The Conservative share of the vote in Old Bexley and Sidcup has risen in each general election since 1997, with the exception of 2015 when a strong UKIP performance ate into the Tory vote. It has since returned to the sort of 60 per cent share Heath enjoyed in the 1980s and in 1992. Labour did exceptionally well in 1997 and 2001. Its more normal level for a half-decent parliamentary election is the high end of the 20 per cent range (2005, 2017) and at the low end in a bad one. Labour normally comes in a clear second in parliamentary contests, although in 1983 and 1987 the Liberal SDP Alliance overtook and UKIP came close in 2015.
The Conservatives are also dominant in other elections. In this year’s mayoral vote, Tory candidate Shaun Bailey’s lead was a little larger than Brokenshire’s in 2019, with 62.6 per cent voting for him and only 17.8 per cent for Labour’s victorious Sadiq Khan. There is little political variation among the wards that make up the constituency. The Conservatives won by landslides in both the mayoral and London Assembly votes in every one of them in May, the main distinction being between places they won by around 35 points (East Wickham, Falconwood & Welling, Longlands, Sidcup) and the other three which they won by something like 45 points. Blackfen & Lamorbey and Blendon & Penhill were among Bailey’s top ten wards across the city.
The constituency’s representation on Bexley Council consists entirely of Tories and the only non-Conservative elected since 2006 was a UKIP councillor in Blackfen & Lamorbey in 2014. The 2002 elections showed a bit more variety: Labour won the Cray Meadows ward in the south east corner around Foot’s Cray, and East Wickham ward returned a split delegation of two Labour and one Lib Dem that year.
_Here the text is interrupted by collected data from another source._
use super::button::ButtonDispatcher;
use super::queue::InputSender;
use crate::config::InputConfig;
use crate::error::{InputError, LinecountError, Result};
use evdev::{Device, EventType, InputEventKind};
use std::time::{Duration, Instant};
use tokio::task::JoinHandle;
use tokio_util::sync::CancellationToken;
use tracing::{debug, error, info, warn};

/// Physical button source reading a `gpio-keys` style evdev device
pub struct ButtonInputHandler {
    pub(crate) device_path: String,
    config: InputConfig,
    sender: InputSender,
    cancellation_token: CancellationToken,
    task: Option<JoinHandle<()>>,
    max_retries: u32,
    retry_delay: Duration,
}

impl ButtonInputHandler {
    pub fn new(config: &InputConfig, sender: InputSender) -> Self {
        Self {
            device_path: config.button_device.clone(),
            config: config.clone(),
            sender,
            cancellation_token: CancellationToken::new(),
            task: None,
            max_retries: 5,
            retry_delay: Duration::from_secs(2),
        }
    }

    /// Start monitoring the button device
    pub fn start(&mut self) -> Result<()> {
        info!("Starting button input handler for device: {}", self.device_path);

        let device_path = self.device_path.clone();
        let mut dispatcher = ButtonDispatcher::new(&self.config, self.sender.clone());
        let cancellation_token = self.cancellation_token.clone();
        let max_retries = self.max_retries;
        let retry_delay = self.retry_delay;

        self.task = Some(tokio::spawn(async move {
            let mut retry_count = 0;

            loop {
                let outcome = tokio::select! {
                    _ = cancellation_token.cancelled() => break,
                    outcome = Self::monitor_button_device(&device_path, &mut dispatcher) => outcome,
                };

                match outcome {
                    Ok(()) => {
                        info!("Button device monitoring ended normally");
                        break;
                    }
                    Err(e) => {
                        error!("Button device error: {}", e);
                        retry_count += 1;

                        if retry_count >= max_retries {
                            error!(
                                "Button input handler failed after {} attempts, giving up",
                                max_retries
                            );
                            break;
                        }

                        let delay = retry_delay * 2_u32.pow(retry_count.min(5));
                        warn!(
                            "Retrying button device in {:?} (attempt {}/{})",
                            delay, retry_count, max_retries
                        );
                        tokio::select! {
                            _ = cancellation_token.cancelled() => break,
                            _ = tokio::time::sleep(delay) => {}
                        }
                    }
                }
            }

            debug!("Button input task exited");
        }));

        Ok(())
    }

    /// Stop monitoring and release the device
    pub async fn stop(&mut self) -> Result<()> {
        info!("Stopping button input handler");
        self.cancellation_token.cancel();

        if let Some(task) = self.task.take() {
            if let Err(e) = task.await {
                return Err(LinecountError::component(
                    "button_input".to_string(),
                    format!("Button task failed: {}", e),
                ));
            }
        }

        Ok(())
    }

    async fn monitor_button_device(
        device_path: &str,
        dispatcher: &mut ButtonDispatcher,
    ) -> Result<()> {
        let device = Device::open(device_path).map_err(|e| match e.kind() {
            std::io::ErrorKind::NotFound => InputError::DeviceNotFound(device_path.to_string()),
            std::io::ErrorKind::PermissionDenied => {
                InputError::PermissionDenied(device_path.to_string())
            }
            _ => InputError::DeviceOpen {
                device: device_path.to_string(),
                details: e.to_string(),
            },
        })?;

        info!(
            "Button device opened: {} ({})",
            device_path,
            device.name().unwrap_or("Unknown")
        );

        if !device.supported_events().contains(EventType::KEY) {
            return Err(InputError::DeviceOpen {
                device: device_path.to_string(),
                details: "device does not report key events".to_string(),
            }
            .into());
        }

        let mut events = device.into_event_stream().map_err(|e| InputError::DeviceOpen {
            device: device_path.to_string(),
            details: e.to_string(),
        })?;

        loop {
            let event = events.next_event().await?;

            if let InputEventKind::Key(key) = event.kind() {
                // 1 = press, 0 = release, 2 = autorepeat
                if event.value() == 1 {
                    dispatcher.press(key.code(), Instant::now());
                }
            }
        }
    }
}
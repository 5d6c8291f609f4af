/// Display output counters
#[derive(Debug, Clone, Default, PartialEq, Eq)]
pub struct DisplayStats {
    pub frames_rendered: u64,
    pub frames_skipped: u64,
    pub render_errors: u64,
}

impl DisplayStats {
    pub fn record_frame_render(&mut self) {
        self.frames_rendered += 1;
    }

    pub fn record_skip(&mut self) {
        self.frames_skipped += 1;
    }

    pub fn record_render_error(&mut self) {
        self.render_errors += 1;
    }
}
Seven years later, in February 2009, East Wickham almost caused a by-election shock when British National Party came within nine votes of winning. It was no coincidence that the BNP’s headquarters in its heyday was in adjacent Welling, which also falls into Old Bexley & Sidcup. The BNP polled over 10 per cent in the local elections of 2010, and seven per cent as recently as 2014. Anti-European nationalism has also been popular; UKIP took 24 per cent across the constituency in the 2014 local elections, making it 31 per cent for parties to the right of the Tories in that year.
The Conservatives would have to shed a lot of votes to the populist right, to Labour and to abstentions to make Old Bexley & Sidcup anywhere near competitive in a by-election. The 20 per cent swing required is astronomical and earthquakes on that scale have only happened in periods of extremely intense government unpopularity, such as 1968 and 1994. There is nothing yet to suggest that the Johnson government is in anything like that much trouble.